Recorded data:
use thiserror::Error;

/// Main error type for swgraph
#[derive(Error, Debug)]
pub enum SwgraphError {
    /// Store errors (transaction could not commit, constraint failure, busy database)
    #[error("Database error: {0}")]
    Database(#[from] rusqlite::Error),

    /// File system I/O errors
    #[error("IO error: {0}")]
    Io(#[from] std::io::Error),

    /// Configuration errors
    #[error("Configuration error: {0}")]
    Config(String),

    /// Remote fetch failed. `status` is the HTTP status when one was received.
    #[error("Fetch error{}: {message}", status_suffix(.status))]
    Fetch {
        status: Option<u16>,
        message: String,
    },

    /// Fetched payload is missing its key field or has an unexpected shape
    #[error("Malformed document: {0}")]
    MalformedDocument(String),

    /// Entity kind has no schema entry
    #[error("Unknown entity kind: {0}")]
    UnknownKind(String),

    /// Invalid input
    #[error("Invalid input: {0}")]
    InvalidInput(String),
}

impl SwgraphError {
    /// Build a fetch error without an HTTP status (network, timeout, body read).
    pub fn network(message: impl Into<String>) -> Self {
        SwgraphError::Fetch {
            status: None,
            message: message.into(),
        }
    }

    /// Whether retrying the same fetch can plausibly succeed.
    ///
    /// Network failures, 429 and 5xx are transient. Any other status, and every
    /// non-fetch error, is permanent for the entity at hand.
    pub fn is_transient(&self) -> bool {
        match self {
            SwgraphError::Fetch { status: None, .. } => true,
            SwgraphError::Fetch {
                status: Some(code), ..
            } => *code == 429 || (500..=599).contains(code),
            _ => false,
        }
    }

    /// Whether the store itself is unavailable (busy, locked, unreadable).
    ///
    /// These are retried at the transaction boundary and end the drain when
    /// they persist. Other database errors, such as constraint violations, are
    /// deterministic and stay with the entity being processed.
    pub fn is_store_failure(&self) -> bool {
        use rusqlite::ErrorCode;

        match self {
            SwgraphError::Database(rusqlite::Error::SqliteFailure(e, _)) => matches!(
                e.code,
                ErrorCode::DatabaseBusy
                    | ErrorCode::DatabaseLocked
                    | ErrorCode::SystemIoFailure
                    | ErrorCode::CannotOpen
                    | ErrorCode::DiskFull
            ),
            _ => false,
        }
    }
}

fn status_suffix(status: &Option<u16>) -> String {
    status.map(|s| format!(" (HTTP {})", s)).unwrap_or_default()
}

/// Convenient Result type using SwgraphError
pub type Result<T> = std::result::Result<T, SwgraphError>;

Exercise:
Retype all of the data exactly, so that nothing differs from what is given.

Result of the task:
use thiserror::Error;

/// Main error type for swgraph
#[derive(Error, Debug)]
pub enum SwgraphError {
    /// Store errors (transaction could not commit, constraint failure, busy database)
    #[error("Database error: {0}")]
    Database(#[from] rusqlite::Error),

    /// File system I/O errors
    #[error("IO error: {0}")]
    Io(#[from] std::io::Error),

    /// Configuration errors
    #[error("Configuration error: {0}")]
    Config(String),

    /// Remote fetch failed. `status` is the HTTP status when one was received.
    #[error("Fetch error{}: {message}", status_suffix(.status))]
    Fetch {
        status: Option<u16>,
        message: String,
    },

    /// Fetched payload is missing its key field or has an unexpected shape
    #[error("Malformed document: {0}")]
    MalformedDocument(String),

    /// Entity kind has no schema entry
    #[error("Unknown entity kind: {0}")]
    UnknownKind(String),

    /// Invalid input
    #[error("Invalid input: {0}")]
    InvalidInput(String),
}

impl SwgraphError {
    /// Build a fetch error without an HTTP status (network, timeout, body read).
    pub fn network(message: impl Into<String>) -> Self {
        SwgraphError::Fetch {
            status: None,
            message: message.into(),
        }
    }

    /// Whether retrying the same fetch can plausibly succeed.
    ///
    /// Network failures, 429 and 5xx are transient. Any other status, and every
    /// non-fetch error, is permanent for the entity at hand.
    pub fn is_transient(&self) -> bool {
        match self {
            SwgraphError::Fetch { status: None, .. } => true,
            SwgraphError::Fetch {
                status: Some(code), ..
            } => *code == 429 || (500..=599).contains(code),
            _ => false,
        }
    }

    /// Whether the store itself is unavailable (busy, locked, unreadable).
    ///
    /// These are retried at the transaction boundary and end the drain when
    /// they persist. Other database errors, such as constraint violations, are
    /// deterministic and stay with the entity being processed.
    pub fn is_store_failure(&self) -> bool {
        use rusqlite::ErrorCode;

        match self {
            SwgraphError::Database(rusqlite::Error::SqliteFailure(e, _)) => matches!(
                e.code,
                ErrorCode::DatabaseBusy
                    | ErrorCode::DatabaseLocked
                    | ErrorCode::SystemIoFailure
                    | ErrorCode::CannotOpen
                    | ErrorCode::DiskFull
            ),
            _ => false,
        }
    }
}

fn status_suffix(status: &Option<u16>) -> String {
    status.map(|s| format!(" (HTTP {})", s)).unwrap_or_default()
}

/// Convenient Result type using SwgraphError
pub type Result<T> = std::result::Result<T, SwgraphError>;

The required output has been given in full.